Many people have asked me what was the highlight at the AMVCAs and as simple as it may sound, my biggest victory was connecting with fellow Tanzanian filmmakers. Meeting the likes of Richie Rich and Ivonne Cherry (aka Mona Lisa) whose talents know no boundaries and Staford Kihore who is responsible for ground-breaking TV shows in the country was much more of a significant step in building an industry together rather than building yourself as an individual. Once within the country we were able to look at each other as comrades with a similar goal – to make good films for the people of Tanzania.

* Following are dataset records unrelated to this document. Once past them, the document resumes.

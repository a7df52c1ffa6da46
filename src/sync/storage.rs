//! Temp and library file placement

use std::io;
use std::path::{Path, PathBuf};
use tokio::fs;
use tracing::{debug, warn};

use super::pipeline::CandidateError;
use crate::metadata::container::sniff;
use crate::metadata::{CanonicalTags, ContainerKind};
use crate::netease::TrackId;
use crate::utils::render_file_stem;

/// Where a track's files live before and after finalization
#[derive(Debug, Clone)]
pub struct LibraryStorage {
    temp_dir: PathBuf,
    cover_dir: PathBuf,
    music_dir: PathBuf,
    filename_template: String,
}

impl LibraryStorage {
    pub fn new(
        temp_dir: PathBuf,
        cover_dir: PathBuf,
        music_dir: PathBuf,
        filename_template: String,
    ) -> Self {
        Self {
            temp_dir,
            cover_dir,
            music_dir,
            filename_template,
        }
    }

    pub fn temp_audio_path(&self, id: TrackId, kind: ContainerKind) -> PathBuf {
        self.temp_dir.join(format!("{}.{}", id, kind.extension()))
    }

    pub fn temp_cover_path(&self, id: TrackId) -> PathBuf {
        self.cover_dir.join(format!("{}.jpg", id))
    }

    pub fn temp_lyric_path(&self, id: TrackId) -> PathBuf {
        self.temp_dir.join(format!("{}.lrc", id))
    }

    /// Final path for a track's audio file
    pub fn library_path(&self, tags: &CanonicalTags, kind: ContainerKind) -> PathBuf {
        let stem = render_file_stem(&self.filename_template, tags);
        self.music_dir.join(format!("{}.{}", stem, kind.extension()))
    }

    /// Move a finished track into the library, verify the audio file's
    /// signature, then move its lyric sidecar alongside
    ///
    /// A file whose content does not sniff as `kind` is removed again and the
    /// sidecar stays in the temp directory.
    pub async fn finalize(
        &self,
        id: TrackId,
        kind: ContainerKind,
        tags: &CanonicalTags,
        lyric: Option<&Path>,
    ) -> Result<PathBuf, CandidateError> {
        let audio_src = self.temp_audio_path(id, kind);
        let audio_dest = self.library_path(tags, kind);

        move_file(&audio_src, &audio_dest).await?;
        verify_signature(&audio_dest, kind).await?;

        // Only a validated track gets its sidecar
        if let Some(lyric_src) = lyric {
            let lyric_dest = audio_dest.with_extension("lrc");
            move_file(lyric_src, &lyric_dest).await?;
        }

        debug!("Finalized {} as {}", id, audio_dest.display());
        Ok(audio_dest)
    }
}

/// Rename, falling back to copy and remove across filesystems
async fn move_file(from: &Path, to: &Path) -> Result<(), CandidateError> {
    let move_err = |source| CandidateError::Move {
        from: from.to_path_buf(),
        to: to.to_path_buf(),
        source,
    };

    if let Err(e) = fs::rename(from, to).await {
        debug!(
            "rename {} -> {} failed ({}), copying instead",
            from.display(),
            to.display(),
            e
        );
        fs::copy(from, to).await.map_err(move_err)?;
        fs::remove_file(from).await.map_err(move_err)?;
    }
    Ok(())
}

async fn verify_signature(path: &Path, kind: ContainerKind) -> Result<(), CandidateError> {
    let owned = path.to_path_buf();
    let detected = tokio::task::spawn_blocking(move || sniff(&owned))
        .await
        .map_err(io::Error::other)
        .and_then(|sniffed| sniffed)
        .map_err(|source| CandidateError::Inspect {
            path: path.to_path_buf(),
            source,
        })?;

    if detected != Some(kind.file_type()) {
        if let Err(e) = fs::remove_file(path).await {
            warn!("Failed to remove corrupt file {}: {}", path.display(), e);
        }
        return Err(CandidateError::SignatureMismatch {
            path: path.to_path_buf(),
            expected: kind,
            detected,
        });
    }
    Ok(())
}
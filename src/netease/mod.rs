//! NetEase Cloud Music API gateway module

pub mod api;
pub mod auth;
pub mod client;
pub mod models;

pub use api::MusicApi;
pub use client::NeteaseClient;
pub use models::*;
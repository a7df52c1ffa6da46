//! Utility functions

mod filename;

pub use filename::render_file_stem;
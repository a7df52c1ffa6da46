//! Output filename composition

use crate::metadata::CanonicalTags;

/// Longest stem we produce, in bytes, leaving room for an extension
const MAX_STEM_BYTES: usize = 200;

/// Make a string safe to use as a single path component
///
/// Reserved characters become visually similar Unicode lookalikes, control
/// characters are dropped, and trailing dots and spaces are trimmed since
/// Windows silently strips them.
pub fn sanitize_filename(name: &str) -> String {
    let replaced: String = name
        .chars()
        .filter(|c| !c.is_control())
        .map(|c| match c {
            '/' => '⧸',
            '\\' => '⧹',
            ':' => '꞉',
            '*' => '⁎',
            '?' => '？',
            '"' => '″',
            '<' => '‹',
            '>' => '›',
            '|' => '｜',
            _ => c,
        })
        .collect();

    let trimmed = replaced.trim().trim_end_matches(['.', ' ']);
    truncate_on_char_boundary(trimmed, MAX_STEM_BYTES)
        .trim_end()
        .to_string()
}

fn truncate_on_char_boundary(s: &str, max_bytes: usize) -> &str {
    if s.len() <= max_bytes {
        return s;
    }
    let mut end = max_bytes;
    while !s.is_char_boundary(end) {
        end -= 1;
    }
    &s[..end]
}

/// Render a `{artist}` / `{title}` / `{album}` template into a safe file stem
pub fn render_file_stem(template: &str, tags: &CanonicalTags) -> String {
    let rendered = template
        .replace("{artist}", &tags.artist)
        .replace("{title}", &tags.title)
        .replace("{album}", &tags.album);
    let stem = sanitize_filename(&rendered);
    if stem.is_empty() {
        "untitled".to_string()
    } else {
        stem
    }
}
//! Binary resource fetching for one track

use std::path::Path;
use std::sync::Arc;
use tracing::debug;

use super::pipeline::CandidateError;
use crate::netease::MusicApi;

/// Downloads audio and cover payloads to temp paths
#[derive(Clone)]
pub struct Downloader {
    api: Arc<dyn MusicApi>,
}

impl Downloader {
    pub fn new(api: Arc<dyn MusicApi>) -> Self {
        Self { api }
    }

    /// Download the audio stream
    pub async fn fetch_audio(&self, url: &str, dest: &Path) -> Result<u64, CandidateError> {
        self.fetch("audio", url, dest).await
    }

    /// Download cover art
    pub async fn fetch_cover(&self, url: &str, dest: &Path) -> Result<u64, CandidateError> {
        self.fetch("cover art", url, dest).await
    }

    async fn fetch(&self, what: &'static str, url: &str, dest: &Path) -> Result<u64, CandidateError> {
        debug!("Downloading {} from {} to {}", what, url, dest.display());

        let bytes = self
            .api
            .download(url, dest)
            .await
            .map_err(|error| CandidateError::Download { what, error })?;

        debug!("Downloaded {} bytes of {}", bytes, what);
        Ok(bytes)
    }
}
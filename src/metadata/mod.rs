//! Track metadata: canonical tags, containers, and embedding

pub mod container;
pub mod cover;
pub mod embed;
pub mod flac;
pub mod tags;

pub use container::ContainerKind;
pub use embed::{embed, EmbedError};
pub use tags::CanonicalTags;
//! Timestamped lyric lines (`[MM:SS.hh]text` / `[MM:SS:hh]text`)

use regex::Regex;
use std::sync::LazyLock;

static TIMESTAMPED: LazyLock<Regex> = LazyLock::new(|| {
    Regex::new(r"^\[(\d+:\d+)([.:])(\d+)\](.*)$").expect("lyric timestamp pattern is valid")
});

/// A lyric line whose timestamp matched the grammar
///
/// Timestamp parts are kept as the literal strings from the source so that
/// matching between original and translated lines compares text, not time.
#[derive(Debug, Clone, PartialEq, Eq)]
pub struct LyricLine {
    /// Whole-second prefix, `MM:SS`
    pub time: String,
    /// Separator before the fraction, `.` or `:`
    pub separator: char,
    /// Fractional-second token as written
    pub fraction: String,
    pub text: String,
}

impl LyricLine {
    /// Far-future stamp given to a translation of the final original line
    pub fn sentinel(text: impl Into<String>) -> Self {
        Self {
            time: "99:99".to_string(),
            separator: ':',
            fraction: "99".to_string(),
            text: text.into(),
        }
    }

    /// Parse a raw line, `None` if it does not match the grammar
    pub fn parse(raw: &str) -> Option<Self> {
        let caps = TIMESTAMPED.captures(raw)?;
        Some(Self {
            time: caps[1].to_string(),
            separator: caps[2].chars().next().unwrap_or('.'),
            fraction: caps[3].to_string(),
            text: caps[4].to_string(),
        })
    }

    /// Whether both lines carry the same literal timestamp
    pub fn same_stamp(&self, other: &LyricLine) -> bool {
        self.time == other.time && self.fraction == other.fraction
    }

    /// Copy of `self` carrying `other`'s timestamp
    pub fn restamped(&self, other: &LyricLine) -> Self {
        Self {
            time: other.time.clone(),
            separator: other.separator,
            fraction: other.fraction.clone(),
            text: self.text.clone(),
        }
    }

    /// Render with the fraction forced to exactly two digits
    pub fn render(&self) -> String {
        let fraction: String = if self.fraction.len() == 2 {
            self.fraction.clone()
        } else {
            format!("{:0<2}", self.fraction).chars().take(2).collect()
        };
        format!("[{}{}{}]{}", self.time, self.separator, fraction, self.text)
    }
}
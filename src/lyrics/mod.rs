//! Synchronised lyric handling

pub mod line;
pub mod merge;

pub use merge::{merge, LyricSource};
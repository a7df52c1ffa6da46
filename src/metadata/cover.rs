//! Cover art loading for embedding

use image::ImageFormat;
use lofty::picture::{MimeType, Picture, PictureType};
use std::path::Path;
use tracing::debug;

/// Raw cover bytes and their detected image format
#[derive(Debug, Clone)]
pub struct CoverArt {
    pub data: Vec<u8>,
    pub format: Option<ImageFormat>,
}

impl CoverArt {
    pub fn load(path: &Path) -> std::io::Result<Self> {
        Ok(Self::from_bytes(std::fs::read(path)?))
    }

    /// The bytes are embedded unchanged
    pub fn from_bytes(data: Vec<u8>) -> Self {
        let format = image::guess_format(&data).ok();
        if format.is_none() {
            debug!("Cover art format not recognised, assuming JPEG");
        }
        Self { data, format }
    }

    /// JPEG when the format is unknown
    fn lofty_mime(&self) -> MimeType {
        match self.format {
            Some(ImageFormat::Png) => MimeType::Png,
            Some(ImageFormat::Gif) => MimeType::Gif,
            Some(ImageFormat::Bmp) => MimeType::Bmp,
            Some(ImageFormat::Tiff) => MimeType::Tiff,
            Some(ImageFormat::WebP) => MimeType::Unknown("image/webp".to_string()),
            _ => MimeType::Jpeg,
        }
    }

    /// Front-cover picture frame for lofty-managed tags
    pub fn to_picture(&self) -> Picture {
        Picture::new_unchecked(
            PictureType::CoverFront,
            Some(self.lofty_mime()),
            None,
            self.data.clone(),
        )
    }
}

#[cfg(test)]
mod tests {
    use super::*;
    use image::{DynamicImage, ImageFormat};
    use std::io::Cursor;

    fn png_bytes(width: u32, height: u32) -> Vec<u8> {
        let mut out = Vec::new();
        DynamicImage::new_rgb8(width, height)
            .write_to(&mut Cursor::new(&mut out), ImageFormat::Png)
            .unwrap();
        out
    }

    #[test]
    fn test_png_cover_is_described() {
        let cover = CoverArt::from_bytes(png_bytes(12, 8));
        assert_eq!(cover.to_picture().mime_type(), Some(&MimeType::Png));
    }

    #[test]
    fn test_unknown_bytes_default_to_jpeg() {
        let cover = CoverArt::from_bytes(b"definitely not an image".to_vec());
        assert_eq!(cover.to_picture().mime_type(), Some(&MimeType::Jpeg));
        assert_eq!(cover.to_picture().pic_type(), PictureType::CoverFront);
    }
}
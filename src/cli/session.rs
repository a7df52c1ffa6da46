//! Session token storage and login flow

use anyhow::{Context, Result};
use dialoguer::Password;
use std::path::{Path, PathBuf};
use tracing::{debug, info, warn};

use crate::config::Config;
use crate::netease::auth::{is_md5_digest, resolve_digest};
use crate::netease::{NeteaseClient, Session};

const SESSION_FILE: &str = "cookie.txt";

/// Raw session cookie kept in a text file in the data directory
pub struct SessionStore {
    path: PathBuf,
}

impl SessionStore {
    pub fn new(data_dir: &Path) -> Self {
        Self {
            path: data_dir.join(SESSION_FILE),
        }
    }

    pub fn path(&self) -> &Path {
        &self.path
    }

    /// Load the stored session, creating an empty file if there is none
    pub fn load(&self) -> Result<Option<Session>> {
        if !self.path.exists() {
            debug!("Creating empty session file {}", self.path.display());
            std::fs::write(&self.path, "").context("Failed to create session file")?;
            return Ok(None);
        }

        let cookie = std::fs::read_to_string(&self.path).context("Failed to read session file")?;
        let cookie = cookie.trim();
        if cookie.is_empty() {
            return Ok(None);
        }
        Ok(Some(Session::new(cookie)))
    }

    pub fn save(&self, session: &Session) -> Result<()> {
        std::fs::write(&self.path, session.cookie()).context("Failed to write session file")?;
        debug!("Session stored in {}", self.path.display());
        Ok(())
    }

    pub fn clear(&self) -> Result<()> {
        if self.path.exists() {
            std::fs::write(&self.path, "").context("Failed to clear session file")?;
        }
        Ok(())
    }
}

/// Reuse a stored session if it still works, otherwise log in
pub async fn establish(
    client: &NeteaseClient,
    store: &SessionStore,
    config: &Config,
) -> Result<Session> {
    if config.sync.save_session {
        if let Some(session) = store.load()? {
            match client.account(&session).await {
                Ok(Some(account)) => {
                    info!("Signed in as {} ({})", account.nickname, account.user_id);
                    return Ok(session);
                }
                Ok(None) => info!("Stored session has expired, logging in again"),
                Err(e) => warn!("Could not verify stored session: {:#}", e),
            }
        }
    }

    let digest = password_digest(config)?;
    let session = client
        .login(&config.account.phone, &digest)
        .await
        .context("Login failed")?;

    if let Some(account) = client.account(&session).await? {
        info!("Signed in as {} ({})", account.nickname, account.user_id);
    }

    if config.sync.save_session {
        store.save(&session)?;
    }
    Ok(session)
}

fn password_digest(config: &Config) -> Result<String> {
    let account = &config.account;
    if let Some(digest) = resolve_digest(account.md5_password.as_deref(), account.password.as_deref())
    {
        if !is_md5_digest(&digest) {
            warn!("account.md5_password does not look like an MD5 hex digest");
        }
        return Ok(digest);
    }

    let password = Password::new()
        .with_prompt(format!("Password for {}", account.phone))
        .interact()
        .context("Failed to read password")?;
    resolve_digest(None, Some(password.as_str())).context("Empty password")
}
//! Credential handling for the cellphone login route
//!
//! The gateway expects `md5_password`, the lowercase hex MD5 digest of the
//! account password. Configs may hold either the digest or the plain password.

use md5::{Digest, Md5};

/// Hash a plaintext password into the hex digest the login route expects
pub fn hash_password(password: &str) -> String {
    let mut hasher = Md5::new();
    hasher.update(password.as_bytes());
    hex::encode(hasher.finalize())
}

/// Whether a string already looks like an MD5 hex digest
pub fn is_md5_digest(value: &str) -> bool {
    value.len() == 32 && value.chars().all(|c| c.is_ascii_hexdigit())
}

/// Pick the digest to send, preferring an explicit one over a plain password
pub fn resolve_digest(md5_password: Option<&str>, password: Option<&str>) -> Option<String> {
    if let Some(digest) = md5_password.map(str::trim).filter(|d| !d.is_empty()) {
        return Some(digest.to_ascii_lowercase());
    }
    password.filter(|p| !p.is_empty()).map(hash_password)
}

Unfortunately in our bourgeoning film industry there is a lot of suspicion, gossip mongering, division and lack of cooperation between artists. It is always so hard to get the big names to audition for films or try and work in new ways that cater to the film style as opposed to regurgitating the already existing. The AMVCAs was a reminder of sorts that we as Tanzanians are more than capable of telling great stories by ourselves but we need to work together.
As I write this, a feeling of hope and resilience is overpowering me. I believe that the landscape of Tanzanian filmmaking is changing by the second and we need to grab onto its harness and together lead it into the right direction.